The Fighting Is Baffling on Many Levels

The strangest thing about the story, however, is that you end up with countless magical ninjas. Nobody on this show seems to care in the slightest about the New York around them.

Unfortunately also for a show that’s all about martial arts, nobody can fight. “Daredevil” had superior fighting, because protagonist Charlie Cox worked hard to be able to do it. It didn’t hurt to hire talent behind the camera, either. They did all that glamorous, amazing work for a show that’s actually about the Catholic concern with human weakness and protection of the weak.

Shows that needed fighting more, like “Jessica Jones” and “Luke Cage,” were comparatively mediocre. These were stories about the lonely social struggles of feminism and of civil rights, where American society is set against our heroes, or at least indifferent. So they aimed to put some power behind the struggle for equality.

Now, we get to a show that’s all about martial arts, and it’s the worst of them all. They seem to have hired a male model instead of a martial artist. The guy’s not much of an actor, and he hasn’t bothered to learn more about fighting for his second season, either. This is baffling. Where’s the Eastern honor, the utter control of the body, if the hero’s all frowning faces and curly blond locks?

Most baffling of all, this is an easily solved problem. The makers of “The Matrix” and Quentin Tarantino hired artists from Hong Kong to do the choreography. Hollywood has recruited talent there before: directors like the great John Woo and great martial artists like Jackie Chan, Jet Li, and Donnie Yen. Even two generations back, there was Bruce Lee, even if he was only a sidekick. Now, with all the liberals talking about representation, equality, and respect for culture, we have nothing!

Wasting Chances to Elevate America

So much for the fighting. Finally, the writers, even in their second try at the story, waste everything that makes it interesting. With minute adjustment, Iron Fist Danny Rand turns out to be a kid brought up in the wealthy Manhattan of the ‘90s, but who disappeared into mystical Asia, thus avoiding the social, economic, and political catastrophes of the last two decades. No 9/11 for this kid supposed dead in a freak plane crash. The writers are unable to think of this coincidence. There are no economic crises, no interminable wars, no slowdown in growth.

The vital parts of the story are utterly unimproved, for all the cosmetic improvements between seasons.

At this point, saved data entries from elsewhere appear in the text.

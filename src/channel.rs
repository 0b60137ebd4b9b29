//! The boundary between the protocol engines and their host environment.
//!
//! The engines in [`crate::sender`] and [`crate::receiver`] are pure state
//! machines: they never touch a socket or a clock.  Everything they need
//! from the outside world goes through these two traits, passed into each
//! operation by the caller (the channel simulator, the async endpoints, or
//! a test harness).
//!
//! # Contract
//!
//! - `send_frame` is best-effort and fire-and-forget.  The channel may lose,
//!   duplicate, reorder, or corrupt the frame; the engines never consume a
//!   return status.
//! - The timer is single-shot per arm and level-triggered: at most one is
//!   armed at a time.  Arming while already armed restarts it; disarming
//!   while disarmed is a no-op.  The host guarantees exactly one timeout
//!   event per `start_timer` unless `stop_timer` cancels it first.
//! - `deliver_message` hands a completed message to the application.  It is
//!   non-blocking and always succeeds.

use std::time::Duration;

use crate::frame::FrameBytes;

/// Outbound calls available to the send-side engine.
pub trait SenderChannel {
    /// Hand a frame to the unreliable channel.
    fn send_frame(&mut self, frame: &FrameBytes);

    /// Arm (or restart) the single retransmission timer.
    fn start_timer(&mut self, timeout: Duration);

    /// Cancel the retransmission timer if armed.
    fn stop_timer(&mut self);
}

/// Outbound calls available to the receive-side engine.
pub trait ReceiverChannel {
    /// Hand a frame (a cumulative ACK) to the unreliable channel.
    fn send_frame(&mut self, frame: &FrameBytes);

    /// Deliver a fully reassembled message to the application.
    fn deliver_message(&mut self, message: Vec<u8>);
}
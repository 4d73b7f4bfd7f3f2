#[derive(Debug, thiserror::Error)]
pub enum AppError {
    #[error("{0}")]
    Sqlite(#[from] rusqlite::Error),
    #[error("{0}")]
    Io(#[from] std::io::Error),
}
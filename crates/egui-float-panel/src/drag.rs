use crate::geometry::{Position, DEFAULT_POSITION};
use crate::host::{Host, ListenerKind, SelectionGuard, Subscription};
use crate::store::PositionStore;
use egui::Pos2;
use std::rc::Rc;
use tracing::debug;

#[derive(Debug, Clone, Copy, PartialEq, Eq)]
pub enum DragState {
    Idle,
    /// Pressed on the handle, no movement seen yet.
    Armed,
    Dragging,
}

#[derive(Debug, Clone, Copy, PartialEq)]
pub struct PointerEvent {
    pub pos: Pos2,
    /// Only the primary pointer can start a drag.
    pub primary: bool,
}

impl PointerEvent {
    pub fn primary(pos: Pos2) -> Self {
        Self { pos, primary: true }
    }

    pub fn secondary(pos: Pos2) -> Self {
        Self {
            pos,
            primary: false,
        }
    }
}

/// One press-to-release cycle. Dropping it unsubscribes the global listeners
/// and gives text selection back.
struct DragSession<H: Host> {
    start: Pos2,
    origin: Position,
    moved: bool,
    _move: Subscription<H>,
    _release: Subscription<H>,
    _selection: SelectionGuard<H>,
}

pub struct DragController<H: Host> {
    host: Rc<H>,
    store: PositionStore,
    session: Option<DragSession<H>>,
    resize: Option<Subscription<H>>,
}

impl<H: Host> DragController<H> {
    /// Create an idle controller and start observing viewport resizes.
    pub fn new(host: Rc<H>, store: PositionStore) -> Self {
        let resize = Subscription::new(&host, ListenerKind::Resize);
        Self {
            host,
            store,
            session: None,
            resize: Some(resize),
        }
    }

    pub fn host(&self) -> &Rc<H> {
        &self.host
    }

    pub fn position(&self) -> Position {
        self.store.position()
    }

    pub fn state(&self) -> DragState {
        match &self.session {
            None => DragState::Idle,
            Some(session) if session.moved => DragState::Dragging,
            Some(_) => DragState::Armed,
        }
    }

    pub fn is_active(&self) -> bool {
        self.session.is_some()
    }

    /// Pointer and panel position captured when the current session began.
    pub fn session_origin(&self) -> Option<(Pos2, Position)> {
        self.session
            .as_ref()
            .map(|session| (session.start, session.origin))
    }

    /// Start a session. Returns `false` if the event was ignored, which happens
    /// for non-primary pointers and while another session is open.
    pub fn press(&mut self, event: PointerEvent) -> bool {
        if !event.primary || self.session.is_some() {
            return false;
        }

        let origin = self.store.position();
        self.session = Some(DragSession {
            start: event.pos,
            origin,
            moved: false,
            _selection: SelectionGuard::acquire(&self.host),
            _move: Subscription::new(&self.host, ListenerKind::PointerMove),
            _release: Subscription::new(&self.host, ListenerKind::PointerRelease),
        });
        debug!("drag armed at {:?}, origin {origin:?}", event.pos);
        true
    }

    pub fn pointer_move(&mut self, event: PointerEvent) {
        let Some(session) = self.session.as_mut() else {
            return;
        };
        session.moved = true;

        let delta = event.pos - session.start;
        let candidate = Position::new(session.origin.x + delta.x, session.origin.y + delta.y);
        self.store.set(
            candidate,
            self.host.viewport_size(),
            self.host.panel_size(),
        );
    }

    /// End the session and persist where the panel ended up.
    pub fn release(&mut self) {
        if self.session.take().is_none() {
            return;
        }
        debug!("drag released at {:?}", self.store.position());
        self.store.persist();
    }

    /// The window lost focus. A release may never arrive, so finish the drag here.
    pub fn blur(&mut self) {
        if self.session.is_some() {
            debug!("window lost focus during drag");
            self.release();
        }
    }

    /// Re-clamp the current position against fresh measurements. Leaves any
    /// session's origin untouched.
    pub fn resize(&mut self) {
        let current = self.store.position();
        self.store.set(
            current,
            self.host.viewport_size(),
            self.host.panel_size(),
        );
    }

    /// Abandon any session and move back to the default position.
    pub fn reset(&mut self) {
        self.session = None;
        self.store.set(
            DEFAULT_POSITION,
            self.host.viewport_size(),
            self.host.panel_size(),
        );
        self.store.persist();
    }

    /// Revoke every listener this controller holds and restore text selection.
    /// Nothing is persisted.
    pub fn teardown(&mut self) {
        if self.session.take().is_some() {
            debug!("drag session dropped by teardown");
        }
        self.resize = None;
    }
}

impl<H: Host> Drop for DragController<H> {
    fn drop(&mut self) {
        self.teardown();
    }
}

Rand is supposed to be confident in the future and therefore innocent of all our ugly partisanship. He’s supposed to look at his fellow Americans as long-lost, now-regained friends and family. The show could make America great again, but every chance is wasted. You wonder whether the writers even understand what it means to set a story in Manhattan and create a hero who’s utterly free of its all-American drama.

The other example of crazy writing has to with sex. Rand’s “origin story” should be a symbolic way of talking about how millennials are different regarding sex, compared to previous generations. The hero is a twenty-something who’s not only a virgin, but has never had any encounters with women that could expose him to love.

Yet the writers completely waste this part of the story, too, and involve him in banal romances. This was written by people who are not able to ask themselves what it means for an innocent to face New York American women for the first time in his life. You have to completely lack a sense of humor and a flair for romance to think like these guys.

America is the land of second chances, and the writers of “Iron First” have apparently decided to waste a second chance as well. The vital parts of the story are utterly unimproved, for all the cosmetic improvements between seasons. Such writers kill their stories because they don’t care to take them seriously and thus have nothing to say to audiences.

The least surprising thing in the story is that it sends Rand off on an Asian adventure again. The story never cared about New York in the first place.